Improve your Google Page Speed Score
28 January 2016
What is Google Page Insights?
Google Page Insights is a useful set of tools that analyses a web page of your choice and suggests improvements to help it load faster. It won’t give you information about why your server-side code is slow, but will provide insightful information about the size of your file, minification of javascript and CSS, the number of requests, and so on.
The SEO wizards say that page speed score one of the indicators used by Google’s “magic algorithm” to determine rankings. It’s obviously also important for our users, especially given the large amount of mobile visitors on carwow.co.uk
Main problem: render-blocking CSS and Javascript
Google Page Insights ranks the problems it finds, so I spent the past couple of days trying to solve our ‘Critical’ problem first.
The first one was a simple case of unoptimised images that we’ve mistakenly added to our new main navigation menu. Google Page Insights will help you with that by providing a zip file with an optimised version of all the resources required by your page.
The second one was the dreaded “render-block CSS and JavaScript”
Asynchronous JavaScript in Rails 4
In order to render a page, browsers need to build the DOM Tree by parsing your page HTML. If the browser encounters any script (inline or external) it will run it there and then (and download it first if external). This delays the time the first render of the page can occur.
If you want to know more, read what Google’s article on removing render-blocking JavaScript
In Rails, changing your JavaScript to asynchronous is normally easy. The default approach is to have a unique application.js file that the asset pipeline compiles for you from all your required files. The only thing that got in my way was random chunks of JavaScript that lived in page templates and partial.
We used those scripts to set up specific functionalities that lived on a particular page. For example in our haml files you might find:
:javascript
Carwow.intialiseCarChooser();
I picked an easy way to remove these type of snippets from our pages — I created the following JavaScript function:
function initializePage(id, initializationFunction) { if($('#'+id).length) { initializationFunction(); } }
And for the example above I’ve added a div in the page with id: #car-chooser-page
And in application.js (or any required file):
initializePage('car-chooser-page', function() { Carwow.initializeCarChooser(); });
It’s not the most elegant solution, but it allowed me to add async: true to our javascript_include_tag function.
Above-the-fold CSS and asynchronous CSS
Google wants you to require your main bulky CSS file asynchronously and to in-line a basic set of CSS styles that make your page look decent until the main CSS has loaded.
Because our theme is split in in separate sass files it has been relatively easy to include some core components, such as the hero-images on landing pages and the header in an abovethefold.scss file.

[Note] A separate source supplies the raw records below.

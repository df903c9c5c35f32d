mod cmd;
mod output;
mod settings;

use clap::{Parser, Subcommand};
use cmd::{config::ConfigSubcommand, sessions::SessionsSubcommand};
use settings::Settings;

#[derive(Parser)]
#[command(
    name = "relay",
    about = "Run a coding agent for issue-tracker agent sessions",
    version,
    propagate_version = true
)]
struct Cli {
    #[command(flatten)]
    settings: Settings,

    /// Output as JSON
    #[arg(long, global = true, short = 'j')]
    json: bool,

    #[command(subcommand)]
    command: Commands,
}

#[derive(Subcommand)]
enum Commands {
    /// Start the webhook server
    Serve {
        /// Port to listen on (0 picks a free port)
        #[arg(long, env = "RELAY_PORT", default_value_t = 3000)]
        port: u16,
    },

    /// Inspect and edit stored conversation resumption entries
    Sessions {
        #[command(subcommand)]
        subcommand: SessionsSubcommand,
    },

    /// Check the effective configuration
    Config {
        #[command(subcommand)]
        subcommand: ConfigSubcommand,
    },
}

fn main() {
    let cli = Cli::parse();

    let default_level = match &cli.command {
        Commands::Serve { .. } => tracing::Level::INFO,
        _ => tracing::Level::WARN,
    };

    tracing_subscriber::fmt()
        .with_env_filter(
            tracing_subscriber::EnvFilter::from_default_env().add_directive(default_level.into()),
        )
        .with_target(false)
        .init();

    let result = cli.settings.resolve().and_then(|config| match cli.command {
        Commands::Serve { port } => cmd::serve::run(&config, port),
        Commands::Sessions { subcommand } => cmd::sessions::run(&config, subcommand, cli.json),
        Commands::Config { subcommand } => cmd::config::run(&config, subcommand, cli.json),
    });

    if let Err(e) = result {
        eprintln!("error: {e:#}");
        std::process::exit(1);
    }
}
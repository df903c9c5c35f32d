use anyhow::Context;
use relay_core::config::{Config, WarnLevel};
use relay_server::AppState;

pub fn run(config: &Config, port: u16) -> anyhow::Result<()> {
    let warnings = config.validate();
    for w in &warnings {
        match w.level {
            WarnLevel::Warning => tracing::warn!("{}", w.message),
            WarnLevel::Error => tracing::error!("{}", w.message),
        }
    }
    if Config::has_errors(&warnings) {
        anyhow::bail!("refusing to start with an invalid config (see `relay config check`)");
    }

    let rt = tokio::runtime::Runtime::new()?;
    rt.block_on(async move {
        let state = AppState::from_config(config).context("failed to build controller state")?;
        let listener = tokio::net::TcpListener::bind(format!("0.0.0.0:{port}"))
            .await
            .with_context(|| format!("failed to bind port {port}"))?;

        tracing::info!(
            environment = ?config.environment,
            state_dir = %config.state_dir()?.display(),
            "controller ready"
        );

        tokio::select! {
            res = relay_server::serve_on(state, listener) => res,
            _ = tokio::signal::ctrl_c() => {
                tracing::info!("shutting down");
                Ok(())
            }
        }
    })
}
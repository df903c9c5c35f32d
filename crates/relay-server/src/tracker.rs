//! Outbound calls to the issue tracker's GraphQL API.

use async_trait::async_trait;
use relay_core::activity::ActivityContent;
use serde::Deserialize;
use serde_json::{json, Value};
use std::fmt;
use std::time::Duration;

#[derive(Debug, thiserror::Error)]
pub enum TrackerError {
    #[error("tracker request failed: {0}")]
    Transport(#[from] reqwest::Error),

    #[error("tracker returned HTTP {status}: {body}")]
    Http { status: u16, body: String },

    #[error("tracker query failed: {0}")]
    Graphql(String),

    #[error("tracker response did not include {0}")]
    MissingData(&'static str),

    #[error("{0} was not accepted by the tracker")]
    Rejected(&'static str),
}

/// Where a comment is posted.
#[derive(Debug, Clone, PartialEq, Eq)]
pub enum CommentTarget {
    Issue(String),
    /// Reply inside a project-update comment thread.
    Thread {
        project_update_id: String,
        parent_id: String,
    },
}

#[async_trait]
pub trait Tracker: Send + Sync {
    async fn create_activity(
        &self,
        session_id: &str,
        content: &ActivityContent,
        ephemeral: bool,
    ) -> Result<(), TrackerError>;

    async fn create_comment(&self, target: &CommentTarget, body: &str) -> Result<(), TrackerError>;

    /// Links attached to an issue; used to find its repository.
    async fn issue_repository_urls(&self, issue_id: &str) -> Result<Vec<String>, TrackerError>;
}

const CREATE_ACTIVITY: &str = r#"
mutation CreateActivity($input: AgentActivityCreateInput!) {
  agentActivityCreate(input: $input) { success }
}"#;

const CREATE_COMMENT: &str = r#"
mutation CreateComment($input: CommentCreateInput!) {
  commentCreate(input: $input) { success }
}"#;

const ISSUE_LINKS: &str = r#"
query IssueLinks($id: String!) {
  issue(id: $id) {
    attachments { nodes { url } }
  }
}"#;

#[derive(Debug, Deserialize)]
struct Envelope {
    data: Option<Value>,
    errors: Option<Vec<GraphqlError>>,
}

#[derive(Debug, Deserialize)]
struct GraphqlError {
    message: String,
}

// ---------------------------------------------------------------------------
// GraphqlTracker
// ---------------------------------------------------------------------------

#[derive(Clone)]
pub struct GraphqlTracker {
    endpoint: String,
    token: String,
    client: reqwest::Client,
}

impl fmt::Debug for GraphqlTracker {
    fn fmt(&self, f: &mut fmt::Formatter<'_>) -> fmt::Result {
        f.debug_struct("GraphqlTracker")
            .field("endpoint", &self.endpoint)
            .field("token", &"<redacted>")
            .finish()
    }
}

impl GraphqlTracker {
    pub fn new(
        endpoint: impl Into<String>,
        token: impl Into<String>,
        timeout: Duration,
    ) -> Result<Self, TrackerError> {
        let client = reqwest::Client::builder()
            .user_agent(concat!("relay/", env!("CARGO_PKG_VERSION")))
            .timeout(timeout)
            .build()?;
        Ok(Self {
            endpoint: endpoint.into(),
            token: token.into(),
            client,
        })
    }

    async fn execute(&self, query: &str, variables: Value) -> Result<Value, TrackerError> {
        let response = self
            .client
            .post(&self.endpoint)
            .bearer_auth(&self.token)
            .json(&json!({ "query": query, "variables": variables }))
            .send()
            .await?;

        let status = response.status();
        let body = response.text().await?;
        if !status.is_success() {
            return Err(TrackerError::Http {
                status: status.as_u16(),
                body: truncate_for_error(&body),
            });
        }

        let envelope: Envelope = serde_json::from_str(&body)
            .map_err(|e| TrackerError::Graphql(format!("unparseable response: {e}")))?;
        if let Some(errors) = envelope.errors.filter(|e| !e.is_empty()) {
            let message = errors
                .into_iter()
                .map(|e| e.message)
                .collect::<Vec<_>>()
                .join("; ");
            return Err(TrackerError::Graphql(message));
        }
        envelope.data.ok_or(TrackerError::MissingData("data"))
    }

    async fn mutate(
        &self,
        name: &'static str,
        query: &str,
        input: Value,
    ) -> Result<(), TrackerError> {
        let data = self.execute(query, json!({ "input": input })).await?;
        match data.pointer(&format!("/{name}/success")).and_then(Value::as_bool) {
            Some(true) => Ok(()),
            Some(false) => Err(TrackerError::Rejected(name)),
            None => Err(TrackerError::MissingData(name)),
        }
    }
}

#[async_trait]
impl Tracker for GraphqlTracker {
    async fn create_activity(
        &self,
        session_id: &str,
        content: &ActivityContent,
        ephemeral: bool,
    ) -> Result<(), TrackerError> {
        let input = json!({
            "agentSessionId": session_id,
            "content": content,
            "ephemeral": ephemeral,
        });
        self.mutate("agentActivityCreate", CREATE_ACTIVITY, input)
            .await
    }

    async fn create_comment(&self, target: &CommentTarget, body: &str) -> Result<(), TrackerError> {
        let input = match target {
            CommentTarget::Issue(issue_id) => json!({ "issueId": issue_id, "body": body }),
            CommentTarget::Thread {
                project_update_id,
                parent_id,
            } => json!({
                "projectUpdateId": project_update_id,
                "parentId": parent_id,
                "body": body,
            }),
        };
        self.mutate("commentCreate", CREATE_COMMENT, input).await
    }

    async fn issue_repository_urls(&self, issue_id: &str) -> Result<Vec<String>, TrackerError> {
        let data = self.execute(ISSUE_LINKS, json!({ "id": issue_id })).await?;
        let nodes = data
            .pointer("/issue/attachments/nodes")
            .and_then(Value::as_array)
            .ok_or(TrackerError::MissingData("issue attachments"))?;
        Ok(nodes
            .iter()
            .filter_map(|n| n.get("url").and_then(Value::as_str))
            .map(str::to_string)
            .collect())
    }
}

fn truncate_for_error(body: &str) -> String {
    const MAX_LEN: usize = 200;
    if body.chars().count() <= MAX_LEN {
        body.to_owned()
    } else {
        format!("{}...", body.chars().take(MAX_LEN).collect::<String>())
    }
}

#[cfg(test)]
mod tests {
    use super::*;
    use mockito::Matcher;

    fn tracker(server: &mockito::ServerGuard) -> GraphqlTracker {
        GraphqlTracker::new(server.url(), "lin_oauth_test", Duration::from_secs(5)).unwrap()
    }

    #[tokio::test]
    async fn activity_mutation_sends_typed_content() {
        let mut server = mockito::Server::new_async().await;
        let mock = server
            .mock("POST", "/")
            .match_header("authorization", "Bearer lin_oauth_test")
            .match_body(Matcher::PartialJson(json!({
                "variables": {"input": {
                    "agentSessionId": "sess-1",
                    "content": {"type": "response", "body": "done"},
                    "ephemeral": false
                }}
            })))
            .with_body(r#"{"data":{"agentActivityCreate":{"success":true}}}"#)
            .create_async()
            .await;

        let content = ActivityContent::Response {
            body: "done".into(),
        };
        tracker(&server)
            .create_activity("sess-1", &content, false)
            .await
            .unwrap();
        mock.assert_async().await;
    }

    #[tokio::test]
    async fn graphql_errors_are_surfaced() {
        let mut server = mockito::Server::new_async().await;
        server
            .mock("POST", "/")
            .with_body(r#"{"errors":[{"message":"Entity not found"}]}"#)
            .create_async()
            .await;

        let err = tracker(&server)
            .create_comment(&CommentTarget::Issue("i-1".into()), "hi")
            .await
            .unwrap_err();
        assert!(matches!(err, TrackerError::Graphql(ref m) if m == "Entity not found"));
    }

    #[tokio::test]
    async fn unsuccessful_mutation_is_rejected() {
        let mut server = mockito::Server::new_async().await;
        server
            .mock("POST", "/")
            .with_body(r#"{"data":{"commentCreate":{"success":false}}}"#)
            .create_async()
            .await;

        let target = CommentTarget::Thread {
            project_update_id: "pu-1".into(),
            parent_id: "c-1".into(),
        };
        let err = tracker(&server)
            .create_comment(&target, "hi")
            .await
            .unwrap_err();
        assert!(matches!(err, TrackerError::Rejected("commentCreate")));
    }

    #[tokio::test]
    async fn http_failures_carry_status() {
        let mut server = mockito::Server::new_async().await;
        server
            .mock("POST", "/")
            .with_status(502)
            .with_body("bad gateway")
            .create_async()
            .await;

        let err = tracker(&server)
            .issue_repository_urls("i-1")
            .await
            .unwrap_err();
        assert!(matches!(err, TrackerError::Http { status: 502, .. }));
    }

    #[tokio::test]
    async fn repository_urls_come_from_attachments() {
        let mut server = mockito::Server::new_async().await;
        server
            .mock("POST", "/")
            .with_body(
                r#"{"data":{"issue":{"attachments":{"nodes":[
                    {"url":"https://github.com/orchard9/relay/pull/3"},
                    {"url":null}
                ]}}}}"#,
            )
            .create_async()
            .await;

        let urls = tracker(&server).issue_repository_urls("i-1").await.unwrap();
        assert_eq!(urls, vec!["https://github.com/orchard9/relay/pull/3"]);
    }

    #[test]
    fn debug_redacts_token() {
        let t = GraphqlTracker::new("http://x", "secret-token", Duration::from_secs(1)).unwrap();
        assert!(!format!("{t:?}").contains("secret-token"));
    }
}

I then included that file using a normal link tag and included the main application.scss using Filament Groups’s loadCSS function.
After that I manually fixed a few styles so that the jump between partially styled page was minimal.
I made sure that the gzipped version of the abovethefold stylesheet was under 10kb.
What next?
After deploying these changes I’ve seen a large increase in Page Insight Score, although somehow on some of the pages on the site Google Page Insights still complains about application.css blocking rendering.
I’ll update this post as soon as we find a solution to that problem.